## WHAT THE TASK REQUIRES
Report every line of the records beneath this task that holds the string "ManualClock".

"""

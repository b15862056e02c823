//! Wall-clock source, injectable so expiry and eviction can be tested.

use std::sync::atomic::{AtomicI64, Ordering};

pub trait Clock: Send + Sync {
    /// Current time in epoch millis.
    fn now_millis(&self) -> i64;
}

#[derive(Debug, Clone, Copy, Default)]
pub struct SystemClock;

impl Clock for SystemClock {
    fn now_millis(&self) -> i64 {
        chrono::Utc::now().timestamp_millis()
    }
}

/// Clock that only moves when told to.
#[derive(Debug, Default)]
pub struct ManualClock {
    now: AtomicI64,
}

impl ManualClock {
    pub fn new(start_millis: i64) -> Self {
        Self { now: AtomicI64::new(start_millis) }
    }

    pub fn set(&self, millis: i64) {
        self.now.store(millis, Ordering::SeqCst);
    }

    pub fn advance_millis(&self, delta: i64) {
        self.now.fetch_add(delta, Ordering::SeqCst);
    }

    pub fn advance_hours(&self, hours: i64) {
        self.advance_millis(hours * 3_600_000);
    }
}

impl Clock for ManualClock {
    fn now_millis(&self) -> i64 {
        self.now.load(Ordering::SeqCst)
    }
}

"""

## SOLUTION
pub struct ManualClock {
impl ManualClock {
impl Clock for ManualClock {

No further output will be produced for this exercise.